Your attorney may note that they don’t see anything specific about them acting as a service provider to the credit unions. But attorneys have structured such outsource arrangements understanding that the originator/LO company may have overlapping compliance obligations with the lender bank/CU.

 

The small print it said CU Member Mortgage was “a division of Colonial Savings, F.A.” Perhaps the CU’s are funding the loans originated/brokered by CU Member Mortgage and their “compensation” is obtained solely through a secondary market transaction not subject to RESPA.  One prominent lawyer observed, “It also looks like this company services the loans for the CUs.  In a way, all mortgage brokers are just outsourced LOs. This may be an example of doing the same thing, but calling it something else. I’d be interested in how the CU regulators look at the vendor management issues posed by this kind of relationship, especially if it is an exclusive relationship.”

 

Donna Beinfeld at www.Donnashi.com (QC audits, both post-closing and servicing, and writing QC plans and mortgage banking manuals) thought, “I believe this would violate state, HUD, State, RESPA, and CFPB. Though none of these agencies or regulations have a direct policy on ‘Rent an Originator’, they are all clear on the fact an originator works for a financial institution, licensed, and is paid in compliance with CFPB’s Loan Originator’s Compensation Plan. HUD requires a Loan Originator to be paid by W2, and is identified as an employee. At the state level, various states require that an employee maintain a state license which would be active with one company at a time.  The NMLS system requires that if the Loan Originator changes employment, their license information has to be updated. And concerning RESPA, the recent Consent Order for Lighthouse Title Company paid referral fees to individuals that provided client referrals as non-employees. Had the individuals been in payroll for the title company, this would not have been a referral fee ‘RESPA’ violation.” Thank you Donna!

 

 

(Yes, I know this is ancient.)

A man goes to see the Rabbi.

“Rabbi, something terrible is happening and I have to talk to you about it.”

The Rabbi asked, “What’s wrong?”

The man replied, “My wife is going to poison me.”

The Rabbi, very surprised by this, asks, “How can that be?”

The man then pleads, “I’m telling you, I’m certain she’s going to poison me. What should I do?”

The Rabbi then offers, “Tell you what. Let me talk to her, I’ll see what I can find out and I’ll let you know.”

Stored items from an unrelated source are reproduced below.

//! Assembled code graph
//!
//! `CodeGraph` is built once from scanned nodes and extracted edges and is never
//! mutated afterwards. Traversable edges (both endpoints are nodes) are mirrored into
//! a petgraph `DiGraph` whose node `i` is `nodes[i]` and whose edge weight is the
//! position of the edge in the stored edge list.

use crate::core::{AssemblyWarning, Edge, GraphError, Node, ScanSummary};
use petgraph::Direction as PetDirection;
use petgraph::graph::{DiGraph, NodeIndex};
use petgraph::visit::EdgeRef;
use serde::{Deserialize, Serialize};
use std::collections::{BTreeMap, HashMap, HashSet};
use std::fs;
use std::path::Path;

pub const SCHEMA_VERSION: &str = "2.0";

#[derive(Debug, Clone, PartialEq, Eq, Serialize, Deserialize)]
#[serde(default)]
pub struct GraphMetadata {
    pub node_count: usize,
    pub edge_count: usize,
    pub files_processed: usize,
    pub files_skipped: usize,
    pub dropped_edges: usize,
    pub languages: Vec<String>,
    pub schema_version: String,
    pub generated_by: String,
    #[serde(skip_serializing_if = "Option::is_none")]
    pub generated_at: Option<String>,
}

impl Default for GraphMetadata {
    fn default() -> Self {
        Self {
            node_count: 0,
            edge_count: 0,
            files_processed: 0,
            files_skipped: 0,
            dropped_edges: 0,
            languages: Vec::new(),
            schema_version: SCHEMA_VERSION.to_string(),
            generated_by: format!("codepath {}", env!("CARGO_PKG_VERSION")),
            generated_at: None,
        }
    }
}

#[derive(Deserialize)]
struct GraphDocument {
    nodes: Vec<Node>,
    #[serde(default)]
    edges: Vec<Edge>,
    #[serde(default)]
    metadata: GraphMetadata,
}

#[derive(Serialize)]
struct GraphDocumentRef<'a> {
    nodes: &'a [Node],
    edges: &'a [Edge],
    metadata: &'a GraphMetadata,
}

/// Neighbour direction relative to a node
#[derive(Debug, Clone, Copy, PartialEq, Eq)]
pub enum Direction {
    In,
    Out,
    Both,
}

/// Code lookup result handed to summarizers
#[derive(Debug, Clone, PartialEq, Eq, Serialize)]
pub struct Snippet {
    pub id: String,
    pub name: String,
    pub file: String,
    pub start_line: usize,
    pub end_line: usize,
    pub language: String,
    pub code: String,
    pub doc: String,
}

#[derive(Debug, Clone, Default, PartialEq, Serialize)]
pub struct Subgraph {
    pub nodes: Vec<Node>,
    pub edges: Vec<Edge>,
}

#[derive(Debug, Clone, PartialEq, Serialize)]
pub struct GraphStats {
    pub total_nodes: usize,
    pub total_edges: usize,
    pub connected_components: usize,
    pub average_degree: f64,
    pub node_types: BTreeMap<String, usize>,
    pub edge_types: BTreeMap<String, usize>,
}

#[derive(Debug, Clone)]
pub struct CodeGraph {
    nodes: Vec<Node>,
    index: HashMap<String, usize>,
    edges: Vec<Edge>,
    topology: DiGraph<usize, usize>,
    /// (source, target) -> position of the first stored edge for the pair
    pair_index: HashMap<(usize, usize), usize>,
    metadata: GraphMetadata,
}

impl Default for CodeGraph {
    fn default() -> Self {
        Self::empty()
    }
}

impl CodeGraph {
    pub fn empty() -> Self {
        Self::from_parts(Vec::new(), Vec::new(), GraphMetadata::default()).0
    }

    /// Assembles scanned nodes and extracted edges into a graph.
    ///
    /// Edges with a missing endpoint are dropped with a warning; import edges may
    /// point at external module strings.
    pub fn assemble(nodes: Vec<Node>, edges: Vec<Edge>, summary: &ScanSummary) -> Self {
        let metadata = GraphMetadata {
            files_processed: summary.files_processed,
            files_skipped: summary.files_skipped,
            languages: summary.languages.iter().cloned().collect(),
            generated_at: Some(chrono::Utc::now().to_rfc3339()),
            ..Default::default()
        };
        let (graph, warnings) = Self::from_parts(nodes, edges, metadata);
        for warning in &warnings {
            log::warn!("{}", warning);
        }
        log::info!(
            "Assembled graph: {} nodes, {} edges ({} dropped)",
            graph.metadata.node_count,
            graph.metadata.edge_count,
            graph.metadata.dropped_edges
        );
        graph
    }

    /// Builds the graph, returning the dropped-edge warnings.
    pub fn from_parts(
        nodes: Vec<Node>,
        edges: Vec<Edge>,
        mut metadata: GraphMetadata,
    ) -> (Self, Vec<AssemblyWarning>) {
        let mut kept_nodes = Vec::with_capacity(nodes.len());
        let mut index = HashMap::with_capacity(nodes.len());
        for node in nodes {
            if index.contains_key(&node.id) {
                log::warn!("Duplicate node id {} ignored", node.id);
                continue;
            }
            index.insert(node.id.clone(), kept_nodes.len());
            kept_nodes.push(node);
        }

        let mut topology = DiGraph::with_capacity(kept_nodes.len(), edges.len());
        for idx in 0..kept_nodes.len() {
            topology.add_node(idx);
        }

        let mut kept_edges = Vec::with_capacity(edges.len());
        let mut pair_index = HashMap::new();
        let mut warnings = Vec::new();
        for edge in edges {
            let source = index.get(&edge.source).copied();
            let target = index.get(&edge.target).copied();
            let missing = match (source, target) {
                (None, _) => Some(edge.source.clone()),
                (Some(_), None) if edge.edge_type.requires_target_node() => {
                    Some(edge.target.clone())
                }
                _ => None,
            };
            if let Some(missing) = missing {
                warnings.push(AssemblyWarning { edge, missing });
                continue;
            }

            let position = kept_edges.len();
            if let (Some(s), Some(t)) = (source, target) {
                topology.add_edge(NodeIndex::new(s), NodeIndex::new(t), position);
                pair_index.entry((s, t)).or_insert(position);
            }
            kept_edges.push(edge);
        }

        metadata.node_count = kept_nodes.len();
        metadata.edge_count = kept_edges.len();
        metadata.dropped_edges += warnings.len();
        if metadata.schema_version.is_empty() {
            metadata.schema_version = SCHEMA_VERSION.to_string();
        }

        let graph = Self {
            nodes: kept_nodes,
            index,
            edges: kept_edges,
            topology,
            pair_index,
            metadata,
        };
        (graph, warnings)
    }

    pub fn nodes(&self) -> &[Node] {
        &self.nodes
    }

    pub fn edges(&self) -> &[Edge] {
        &self.edges
    }

    pub fn metadata(&self) -> &GraphMetadata {
        &self.metadata
    }

    pub fn is_empty(&self) -> bool {
        self.nodes.is_empty()
    }

    pub fn node(&self, id: &str) -> Option<&Node> {
        self.index.get(id).map(|&i| &self.nodes[i])
    }

    pub fn contains(&self, id: &str) -> bool {
        self.index.contains_key(id)
    }

    pub(crate) fn position(&self, id: &str) -> Option<usize> {
        self.index.get(id).copied()
    }

    pub(crate) fn node_at(&self, idx: usize) -> &Node {
        &self.nodes[idx]
    }

    /// Direct successors of node `idx`, in stored edge order.
    pub(crate) fn successors(&self, idx: usize) -> Vec<usize> {
        let mut out: Vec<(usize, usize)> = self
            .topology
            .edges_directed(NodeIndex::new(idx), PetDirection::Outgoing)
            .map(|e| (*e.weight(), e.target().index()))
            .collect();
        out.sort_unstable();
        let mut seen = HashSet::new();
        out.into_iter()
            .filter_map(|(_, t)| seen.insert(t).then_some(t))
            .collect()
    }

    /// First stored edge from `source` to `target`, if any.
    pub(crate) fn edge_between(&self, source: usize, target: usize) -> Option<&Edge> {
        self.pair_index
            .get(&(source, target))
            .map(|&pos| &self.edges[pos])
    }

    pub fn snippet(&self, id: &str) -> Option<Snippet> {
        self.node(id).map(|n| Snippet {
            id: n.id.clone(),
            name: n.name.clone(),
            file: n.file.clone(),
            start_line: n.start_line,
            end_line: n.end_line,
            language: n.language.clone(),
            code: n.code.clone(),
            doc: n.doc.clone(),
        })
    }

    /// Snippets for the ids that exist, in request order.
    pub fn snippets<S: AsRef<str>>(&self, ids: &[S]) -> Vec<Snippet> {
        ids.iter().filter_map(|id| self.snippet(id.as_ref())).collect()
    }

    pub fn neighbors(&self, id: &str, direction: Direction) -> Vec<&Node> {
        let Some(idx) = self.position(id) else {
            return Vec::new();
        };
        let node = NodeIndex::new(idx);
        let mut found: Vec<usize> = Vec::new();
        if matches!(direction, Direction::Out | Direction::Both) {
            found.extend(self.successors(idx));
        }
        if matches!(direction, Direction::In | Direction::Both) {
            let mut incoming: Vec<(usize, usize)> = self
                .topology
                .edges_directed(node, PetDirection::Incoming)
                .map(|e| (*e.weight(), e.source().index()))
                .collect();
            incoming.sort_unstable();
            found.extend(incoming.into_iter().map(|(_, s)| s));
        }
        let mut seen = HashSet::new();
        found
            .into_iter()
            .filter(|i| seen.insert(*i))
            .map(|i| &self.nodes[i])
            .collect()
    }

    pub fn nodes_in_file(&self, file: &str) -> Vec<&Node> {
        self.nodes.iter().filter(|n| n.file == file).collect()
    }

    /// Nodes whose name contains `pattern`, ignoring case.
    pub fn find_nodes_by_pattern(&self, pattern: &str) -> Vec<&Node> {
        let needle = pattern.to_lowercase();
        self.nodes
            .iter()
            .filter(|n| n.name.to_lowercase().contains(&needle))
            .collect()
    }

    /// Induced subgraph over `ids`, optionally grown by one hop in both directions.
    pub fn subgraph<S: AsRef<str>>(&self, ids: &[S], expand_neighbors: bool) -> Subgraph {
        let mut members: Vec<usize> = Vec::new();
        let mut seen = HashSet::new();
        for id in ids {
            if let Some(idx) = self.position(id.as_ref())
                && seen.insert(idx)
            {
                members.push(idx);
            }
        }
        if expand_neighbors {
            let base = members.clone();
            for idx in base {
                for neighbor in self.neighbors(&self.nodes[idx].id, Direction::Both) {
                    if let Some(n) = self.position(&neighbor.id)
                        && seen.insert(n)
                    {
                        members.push(n);
                    }
                }
            }
        }

        let edges = self
            .edges
            .iter()
            .filter(|e| {
                matches!(
                    (self.position(&e.source), self.position(&e.target)),
                    (Some(s), Some(t)) if seen.contains(&s) && seen.contains(&t)
                )
            })
            .cloned()
            .collect();
        Subgraph {
            nodes: members.into_iter().map(|i| self.nodes[i].clone()).collect(),
            edges,
        }
    }

    pub fn stats(&self) -> GraphStats {
        let mut node_types = BTreeMap::new();
        for node in &self.nodes {
            let kind = node.kind().map(|k| k.as_str()).unwrap_or("unknown");
            *node_types.entry(kind.to_string()).or_insert(0) += 1;
        }
        let mut edge_types = BTreeMap::new();
        for edge in &self.edges {
            *edge_types.entry(edge.edge_type.to_string()).or_insert(0) += 1;
        }
        let average_degree = if self.nodes.is_empty() {
            0.0
        } else {
            2.0 * self.topology.edge_count() as f64 / self.nodes.len() as f64
        };

        GraphStats {
            total_nodes: self.nodes.len(),
            total_edges: self.edges.len(),
            connected_components: petgraph::algo::connected_components(&self.topology),
            average_degree,
            node_types,
            edge_types,
        }
    }

    pub fn to_json(&self) -> Result<String, GraphError> {
        let doc = GraphDocumentRef {
            nodes: &self.nodes,
            edges: &self.edges,
            metadata: &self.metadata,
        };
        Ok(serde_json::to_string_pretty(&doc)?)
    }

    /// Parses a serialized graph, applying the same tolerant edge checks as assembly.
    pub fn from_json(json: &str) -> Result<Self, serde_json::Error> {
        let doc: GraphDocument = serde_json::from_str(json)?;
        let (graph, warnings) = Self::from_parts(doc.nodes, doc.edges, doc.metadata);
        for warning in &warnings {
            log::warn!("{}", warning);
        }
        Ok(graph)
    }

    /// Writes the graph next to `path` and renames it into place.
    pub fn save(&self, path: &Path) -> Result<(), GraphError> {
        let json = self.to_json()?;
        let write_err = |source| GraphError::Write {
            path: path.to_path_buf(),
            source,
        };
        if let Some(parent) = path.parent()
            && !parent.as_os_str().is_empty()
        {
            fs::create_dir_all(parent).map_err(write_err)?;
        }
        let staging = path.with_extension("json.partial");
        fs::write(&staging, json).map_err(write_err)?;
        fs::rename(&staging, path).map_err(write_err)?;
        Ok(())
    }

    pub fn load(path: &Path) -> Result<Self, GraphError> {
        let content = fs::read_to_string(path).map_err(|source| GraphError::Io {
            path: path.to_path_buf(),
            source,
        })?;
        Self::from_json(&content).map_err(|source| GraphError::Load {
            path: path.to_path_buf(),
            source,
        })
    }
}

A week later the Rabbi calls the man and says, “I spoke to your wife on the phone for three hours. You want my advice?

The man said, “Yes!”

The Rabbi replies, “Take the poison.”

 

Rob

 

(Copyright 2015 Chrisman LLC. All rights reserved. Occasional paid job listings do appear. This report or any portion hereof may not be reprinted, sold or redistributed without the written consent of Rob Chrisman.)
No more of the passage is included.